That's a key finding of Corporate Executive Board's multiple surveys of more than 7,000 consumers and interviews with hundreds of marketing executives and other experts around the world (for more detail, see the sidebar "About the Research"). Our study bored in on what makes consumers "sticky"—that is, likely to follow through on an intended purchase, buy the product repeatedly, and recommend it to others. We looked at the impact on stickiness of more than 40 variables, including price, customers' perceptions of a brand, and how often consumers interacted with the brand. The single biggest driver of stickiness, by far, was "decision simplicity"—the ease with which consumers can gather trustworthy information about a product and confidently and efficiently weigh their purchase options. What consumers want from marketers is, simply, simplicity.
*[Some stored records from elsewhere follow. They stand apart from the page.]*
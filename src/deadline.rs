//! A read-deadline wrapper for the MITM/plaintext client connection (§4.3 "per-iteration
//! read deadline on the client side: 30 s"). The deadline resets on every read that
//! actually delivers bytes, so a busy keep-alive connection never trips it.

use std::future::Future;
use std::pin::Pin;
use std::task::{Context, Poll};
use std::time::Duration;

use tokio::io::{AsyncRead, AsyncWrite, ReadBuf};
use tokio::time::{Instant, Sleep};

pub struct DeadlineIo<S> {
    inner: S,
    timeout: Duration,
    sleep: Pin<Box<Sleep>>,
}

impl<S> DeadlineIo<S> {
    pub fn new(inner: S, timeout: Duration) -> Self {
        Self {
            inner,
            timeout,
            sleep: Box::pin(tokio::time::sleep(timeout)),
        }
    }
}

impl<S: AsyncRead + Unpin> AsyncRead for DeadlineIo<S> {
    fn poll_read(
        mut self: Pin<&mut Self>,
        cx: &mut Context<'_>,
        buf: &mut ReadBuf<'_>,
    ) -> Poll<std::io::Result<()>> {
        if self.sleep.as_mut().poll(cx).is_ready() {
            return Poll::Ready(Err(std::io::Error::new(
                std::io::ErrorKind::TimedOut,
                "client read deadline exceeded",
            )));
        }
        let before = buf.filled().len();
        let result = Pin::new(&mut self.inner).poll_read(cx, buf);
        if let Poll::Ready(Ok(())) = &result {
            if buf.filled().len() > before {
                let deadline = Instant::now() + self.timeout;
                self.sleep.as_mut().reset(deadline);
            }
        }
        result
    }
}

impl<S: AsyncWrite + Unpin> AsyncWrite for DeadlineIo<S> {
    fn poll_write(
        mut self: Pin<&mut Self>,
        cx: &mut Context<'_>,
        buf: &[u8],
    ) -> Poll<std::io::Result<usize>> {
        Pin::new(&mut self.inner).poll_write(cx, buf)
    }

    fn poll_flush(mut self: Pin<&mut Self>, cx: &mut Context<'_>) -> Poll<std::io::Result<()>> {
        Pin::new(&mut self.inner).poll_flush(cx)
    }

    fn poll_shutdown(mut self: Pin<&mut Self>, cx: &mut Context<'_>) -> Poll<std::io::Result<()>> {
        Pin::new(&mut self.inner).poll_shutdown(cx)
    }
}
Over a three-month period, Corporate Executive Board conducted pre- and postpurchase surveys of more than 7,000 consumers in the U.S., the UK, and Australia, covering a wide range of ages, income levels, and ethnicities.

Respondents were asked dozens of questions about their attitudes and purchase experiences across a variety of price points and channels in categories including apparel, cars, luxury goods, onetime items (such as airline tickets), and ongoing services (such as cell phone service).

Questions explored shopping duration, effort required, purchase-related research, the consumer's state of mind, his relationship with the brand, the frequency of his interactions with the brand, and the likelihood of repurchasing and recommending.

In addition, we interviewed 200 CMOs, brand managers, and other marketing executives representing 125 consumer brands in 12 industries globally, asking about their strategies and beliefs concerning drivers of stickiness.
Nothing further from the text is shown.